Pharr’s section 18 is his first presentation of a verb conjugation, λύω. Then 19a is an intricate discussion of rules about accents on nouns and verbs, how they move around, and when they have to be spelled using circumflexes. After that comes exercise 19b, in which he asks the student to pick three words from the immediately following vocabulary list, and conjugate them like λύω, in the present tense.

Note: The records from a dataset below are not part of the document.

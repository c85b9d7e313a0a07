//! Newtype IDs for type-safe entity references.
//!
//! Use the `define_id!` macro to create type-safe ID wrappers that prevent
//! accidentally passing a line item ID where a cart ID is expected.

/// Macro to define a type-safe ID wrapper.
///
/// Creates a newtype wrapper around `i32` with:
/// - `Serialize`/`Deserialize` with `#[serde(transparent)]`
/// - `Debug`, `Clone`, `Copy`, `PartialEq`, `Eq`, `Hash`, `PartialOrd`, `Ord`
/// - Conversion methods: `new()`, `as_i32()`
/// - `From<i32>` and `Into<i32>` implementations
/// - `sqlx` `Type`, `Encode`, and `Decode` implementations (with `postgres` feature)
///
/// # Example
///
/// ```rust
/// # use cartwright_core::define_id;
/// define_id!(WishlistId);
/// define_id!(ReviewId);
///
/// let wishlist_id = WishlistId::new(1);
/// let review_id = ReviewId::new(1);
///
/// // These are different types, so this won't compile:
/// // let _: WishlistId = review_id;
/// ```
#[macro_export]
macro_rules! define_id {
    ($name:ident) => {
        #[derive(
            Debug,
            Clone,
            Copy,
            PartialEq,
            Eq,
            Hash,
            PartialOrd,
            Ord,
            ::serde::Serialize,
            ::serde::Deserialize
        )]
        #[serde(transparent)]
        pub struct $name(i32);

        impl $name {
            /// Create a new ID from an i32 value.
            #[must_use]
            pub const fn new(id: i32) -> Self {
                Self(id)
            }

            /// Get the underlying i32 value.
            #[must_use]
            pub const fn as_i32(&self) -> i32 {
                self.0
            }
        }

        impl ::core::fmt::Display for $name {
            fn fmt(&self, f: &mut ::core::fmt::Formatter<'_>) -> ::core::fmt::Result {
                write!(f, "{}", self.0)
            }
        }

        impl From<i32> for $name {
            fn from(id: i32) -> Self {
                Self(id)
            }
        }

        impl From<$name> for i32 {
            fn from(id: $name) -> Self {
                id.0
            }
        }

        #[cfg(feature = "postgres")]
        impl ::sqlx::Type<::sqlx::Postgres> for $name {
            fn type_info() -> ::sqlx::postgres::PgTypeInfo {
                <i32 as ::sqlx::Type<::sqlx::Postgres>>::type_info()
            }

            fn compatible(ty: &::sqlx::postgres::PgTypeInfo) -> bool {
                <i32 as ::sqlx::Type<::sqlx::Postgres>>::compatible(ty)
            }
        }

        #[cfg(feature = "postgres")]
        impl<'r> ::sqlx::Decode<'r, ::sqlx::Postgres> for $name {
            fn decode(
                value: ::sqlx::postgres::PgValueRef<'r>,
            ) -> ::core::result::Result<Self, ::sqlx::error::BoxDynError> {
                let id = <i32 as ::sqlx::Decode<::sqlx::Postgres>>::decode(value)?;
                Ok(Self(id))
            }
        }

        #[cfg(feature = "postgres")]
        impl ::sqlx::Encode<'_, ::sqlx::Postgres> for $name {
            fn encode_by_ref(
                &self,
                buf: &mut ::sqlx::postgres::PgArgumentBuffer,
            ) -> ::std::result::Result<::sqlx::encode::IsNull, ::sqlx::error::BoxDynError> {
                <i32 as ::sqlx::Encode<::sqlx::Postgres>>::encode_by_ref(&self.0, buf)
            }
        }
    };
}

// Authentication is external; the engine only ever sees the id.
define_id!(UserId);
// Catalog-owned, read-only from the cart's point of view.
define_id!(ProductId);
define_id!(VariantId);
// Cart-owned.
define_id!(CartId);
define_id!(LineItemId);
//! Cart engine error types.

use serde::Serialize;
use thiserror::Error;

use cartwright_core::{LineValueError, SessionIdError};

/// Errors that can occur during cart operations.
///
/// Every variant means "nothing was applied": operations are all-or-nothing,
/// so callers never have to reason about partial effects.
#[derive(Debug, Error, Clone, PartialEq, Eq)]
pub enum CartError {
    /// Missing or invalid product/variant, or a non-positive quantity.
    #[error("validation failed: {0}")]
    Validation(String),

    /// Missing cart or line item, or a line item owned by another cart.
    #[error("not found: {0}")]
    NotFound(String),

    /// A concurrent writer altered a row during an upsert or merge.
    #[error("write conflict: {0}")]
    Conflict(String),

    /// Transaction or connection failure; safe to retry.
    #[error("storage temporarily unavailable: {0}")]
    Transient(String),

    /// Unexpected storage failure or corrupted data.
    #[error("storage error: {0}")]
    Storage(String),
}

/// Client-visible error category.
#[derive(Debug, Clone, Copy, PartialEq, Eq, Serialize)]
#[serde(rename_all = "snake_case")]
pub enum ErrorKind {
    Validation,
    NotFound,
    Conflict,
    TransientStorage,
    Storage,
}

impl CartError {
    /// The category of this error.
    #[must_use]
    pub const fn kind(&self) -> ErrorKind {
        match self {
            Self::Validation(_) => ErrorKind::Validation,
            Self::NotFound(_) => ErrorKind::NotFound,
            Self::Conflict(_) => ErrorKind::Conflict,
            Self::Transient(_) => ErrorKind::TransientStorage,
            Self::Storage(_) => ErrorKind::Storage,
        }
    }

    /// Whether repeating the same call may succeed.
    #[must_use]
    pub const fn is_retryable(&self) -> bool {
        matches!(self, Self::Conflict(_) | Self::Transient(_))
    }
}

impl From<LineValueError> for CartError {
    fn from(err: LineValueError) -> Self {
        Self::Validation(err.to_string())
    }
}

impl From<SessionIdError> for CartError {
    fn from(err: SessionIdError) -> Self {
        Self::Validation(err.to_string())
    }
}

/// Result type alias for `CartError`.
pub type Result<T> = std::result::Result<T, CartError>;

I’m wondering if I’m missing something, because it doesn’t seem that any of these rules could cause anything of interest to happen with these verbs. These are verbs whose dictionary forms end in unaccented -ω, not -άω or -ώ. For example, one of his verbs is ἁνδάνω. In the dictionary form, the accent behaves as you’d expect a verb’s accent to behave: it goes as far to the left as it can, but it can’t go on the first syllable, because ω is long. I could worry that in one of the other present-tense forms there would be an ending that was a short vowel, freeing the accent to move to the initial α, but that doesn’t seem to happen. I get this:
ἁνδάνω
ἁνδάνεις
ἁνδάνει
ἁνδάνομεν
ἁνδάνετε
ἁνδάνουσιν
In ἁνδάνεις and ἁνδάνει, it can’t move to the left because the diphthong ει is long. In the plural forms, it can’t move to the left, because the endings have two syllables.
Is there something I’m not understanding, or are these rules really not yet relevant?